After four courses of therapy, 63 members of the multidirectional acupuncture group were judged cured, 16 cases got a marked effect, and only one case got no effect. In the conventional or unidirectional acupuncture group, 50 cases were judged cured, 25 got a marked effect, and five got no effect. Therefore, the cure rates were 78.8% and 62.5% respectively. However, in terms of total effectiveness rates, there was no significant difference. Where there was a significant difference was in the number of acupuncture treatment necessary to achieve a cure. Of the 63 patients cured in the multidirectional needling group, six cases were cured with one course of treatment, 31 were cured in two courses, 21 were cured in three courses, and five required four courses. Among the 50 cases cured in the unidirectional needling group, only one case was cured in one course, 18 were cured in two courses, 25 were cured in three courses, and six were cured in four courses.

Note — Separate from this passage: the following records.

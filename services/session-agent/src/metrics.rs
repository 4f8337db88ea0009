//! Prometheus metrics exposition
//!
//! The session crate records through the `metrics` facade; this module
//! installs the process-wide recorder and adds the agent's own counter:
//!
//! - `agent_requests_total` (counter): labels `route`, `status`

use metrics_exporter_prometheus::{Matcher, PrometheusBuilder, PrometheusHandle};

/// Interactive logins range from a quick popup to a user wandering off.
const LOGIN_DURATION_BUCKETS: &[f64] = &[1.0, 5.0, 15.0, 30.0, 60.0, 120.0, 300.0, 600.0];

fn builder() -> anyhow::Result<PrometheusBuilder> {
    Ok(PrometheusBuilder::new().set_buckets_for_metric(
        Matcher::Full(session::metrics::LOGIN_DURATION_METRIC.to_string()),
        LOGIN_DURATION_BUCKETS,
    )?)
}

/// Install the Prometheus recorder and return a handle for rendering metrics.
pub fn install_recorder() -> anyhow::Result<PrometheusHandle> {
    Ok(builder()?.install_recorder()?)
}

/// Record an API request by route and response status.
pub fn record_request(route: &str, status: u16) {
    metrics::counter!(
        "agent_requests_total",
        "route" => route.to_string(),
        "status" => status.to_string()
    )
    .increment(1);
}

#[cfg(test)]
mod tests {
    use super::*;
    use metrics_exporter_prometheus::PrometheusRecorder;

    fn isolated_recorder() -> (PrometheusRecorder, PrometheusHandle) {
        let recorder = builder().unwrap().build_recorder();
        let handle = recorder.handle();
        (recorder, handle)
    }

    #[test]
    fn record_request_without_recorder_is_a_no_op() {
        record_request("/session/token", 200);
    }

    #[test]
    fn requests_carry_route_and_status() {
        let (recorder, handle) = isolated_recorder();
        let _guard = metrics::set_default_local_recorder(&recorder);

        record_request("/session/token", 200);
        record_request("/session/login", 409);

        let output = handle.render();
        assert!(output.contains("agent_requests_total"));
        assert!(output.contains("route=\"/session/token\""));
        assert!(output.contains("status=\"409\""));
    }

    #[test]
    fn login_duration_renders_as_histogram() {
        let (recorder, handle) = isolated_recorder();
        let _guard = metrics::set_default_local_recorder(&recorder);

        session::metrics::record_login_duration("ok", 12.0);

        let output = handle.render();
        assert!(
            output.contains("session_login_duration_seconds_bucket"),
            "login duration must render _bucket lines, got: {output}"
        );
    }
}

Therefore, 58.7% of those who were cured in the multidirectional acupuncture group were cured in 1-2 courses of treatment, while only 38% of those cured in the conventional acupuncture group were cured in two courses. Thus the course of treatment necessary to affect a cure was statistically shorter using the multidirectional needling method.

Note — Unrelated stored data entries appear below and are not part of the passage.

impl OAuthProvider {
    pub fn new(
        http: reqwest::Client,
        storage: StorageTiers,
        user_agent: Arc<dyn UserAgent>,
    ) -> Self {
        Self {
            http,
            storage,
            user_agent,
            config: RwLock::new(None),
        }
    }

    /// Record the callback of a redirect login so the next
    /// `handle_redirect_response` can complete it.
    pub async fn deliver_redirect(&self, callback: &str) -> Result<()> {
        self.storage
            .ephemeral
            .set(REDIRECT_RESPONSE_KEY, callback.to_string())
            .await?;
        debug!("redirect response stored for resume");
        Ok(())
    }

    async fn config(&self) -> Result<ProviderConfig> {
        self.config.read().await.clone().ok_or_else(|| {
            ProviderError::new(codes::UNINITIALIZED, "provider used before initialize")
        })
    }

    fn account_store<'a>(&'a self, config: &ProviderConfig) -> &'a Arc<dyn KeyValueStore> {
        self.storage.tier(config.cache_tier)
    }

    async fn load_account(
        &self,
        config: &ProviderConfig,
        account_id: &str,
    ) -> Result<Option<AccountRecord>> {
        let Some(raw) = self
            .account_store(config)
            .get(&account_key(account_id))
            .await?
        else {
            return Ok(None);
        };
        serde_json::from_str(&raw).map(Some).map_err(|e| {
            ProviderError::new(codes::STORAGE, format!("corrupt account record: {e}"))
        })
    }

    /// Persist `record` as the only signed-in account.
    async fn store_account(&self, config: &ProviderConfig, record: &AccountRecord) -> Result<()> {
        let store = self.account_store(config);
        let key = account_key(&record.account.id);
        for existing in store.keys().await? {
            if existing.starts_with(ACCOUNT_PREFIX) && existing != key {
                store.remove(&existing).await?;
            }
        }
        let json = serde_json::to_string(record).map_err(|e| {
            ProviderError::new(codes::STORAGE, format!("serializing account record: {e}"))
        })?;
        store.set(&key, json).await?;
        Ok(())
    }

    /// Claim the interaction marker, failing if a live one is present.
    async fn begin_interaction(&self) -> Result<()> {
        let store = &self.storage.ephemeral;
        if let Some(started) = store.get(INTERACTION_KEY).await? {
            let started: u64 = started.parse().unwrap_or(0);
            if now_millis().saturating_sub(started) < INTERACTION_TIMEOUT_MILLIS {
                return Err(ProviderError::new(
                    codes::INTERACTION_IN_PROGRESS,
                    "an interactive request is already in progress",
                ));
            }
            warn!("discarding abandoned interaction marker");
        }
        store
            .set(INTERACTION_KEY, now_millis().to_string())
            .await?;
        Ok(())
    }

    async fn end_interaction(&self) {
        if let Err(e) = self.storage.ephemeral.remove(INTERACTION_KEY).await {
            warn!(error = %e, "failed to clear interaction marker");
        }
    }

    /// Persist the pending request and send the user agent to `url`.
    async fn begin_redirect(&self, url: &str, pending: &PendingRequest) -> Result<()> {
        let stored = serde_json::to_string(pending).map_err(|e| {
            ProviderError::new(codes::STORAGE, format!("serializing request: {e}"))
        })?;
        self.storage
            .ephemeral
            .set(PENDING_REQUEST_KEY, stored)
            .await?;
        if let Err(e) = self.user_agent.navigate(url).await {
            if let Err(remove_err) = self.storage.ephemeral.remove(PENDING_REQUEST_KEY).await {
                warn!(error = %remove_err, "failed to discard pending redirect request");
            }
            return Err(e);
        }
        Ok(())
    }

    async fn run_popup(
        &self,
        config: &ProviderConfig,
        url: &str,
        pending: &PendingRequest,
    ) -> Result<AuthResult> {
        let callback = self.user_agent.open_popup(url).await?;
        self.complete_authorization(config, &callback, pending).await
    }

    /// Validate a callback against the pending request and redeem its code.
    async fn complete_authorization(
        &self,
        config: &ProviderConfig,
        callback: &str,
        pending: &PendingRequest,
    ) -> Result<AuthResult> {
        let params = callback_params(callback)?;

        if let Some(error) = params.get("error") {
            let description = params
                .get("error_description")
                .cloned()
                .unwrap_or_else(|| error.clone());
            let code = if error == "access_denied" {
                codes::USER_CANCELLED
            } else {
                error.as_str()
            };
            return Err(ProviderError::new(code, description));
        }

        if params.get("state") != Some(&pending.state) {
            return Err(ProviderError::new(
                codes::STATE_MISMATCH,
                "callback state does not match the pending request",
            ));
        }

        let code = params.get("code").ok_or_else(|| {
            ProviderError::new(
                codes::INVALID_RESPONSE,
                "callback carries no authorization code",
            )
        })?;

        if config.logging_enabled {
            debug!(endpoint = %config.token_endpoint(), "exchanging authorization code");
        }
        let response =
            token::exchange_code(&self.http, config, code, &pending.verifier, &pending.scopes)
                .await?;

        let account = account_from_id_token(response.id_token.as_deref())
            .unwrap_or_else(|| Account::new(uuid::Uuid::new_v4().to_string()));
        self.store_account(
            config,
            &AccountRecord {
                account: account.clone(),
                refresh_token: response.refresh_token.clone(),
            },
        )
        .await?;
        info!(account_id = account.id, "interactive login completed");

        Ok(auth_result(response, account, &pending.scopes))
    }
}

According to Dr. Wu, needling a single acupoint in multiple directions is a technique which is found as early as the in the Nei Jing (Inner Classic). Dr. Wu quotes the Ling Shu (Spiritual Axis) chapter titled “Needling the Officials” as saying, “Waggling needling means first needling perpendicularly, [then] lifting [and needling] front and back, [then] waggling [side to side] sinew tension in order to treat sinew impediment.” This type of needle technique soothes the sinews and relaxes spasm, frees the flow of the network vessels and stops pain. It very pronouncedly transports and moves the qi and blood in the diseased area. In this case, this technique is used to relax spasm and contracture of the piriformis muscle, reduce relative hyperemia and edema, and to loosen and resolve adhesions. This is based on the idea that piriformis syndrome is a species of sinew vessel impediment obstruction due to qi stagnation and blood congelation. Because there is no free flow, there is pain.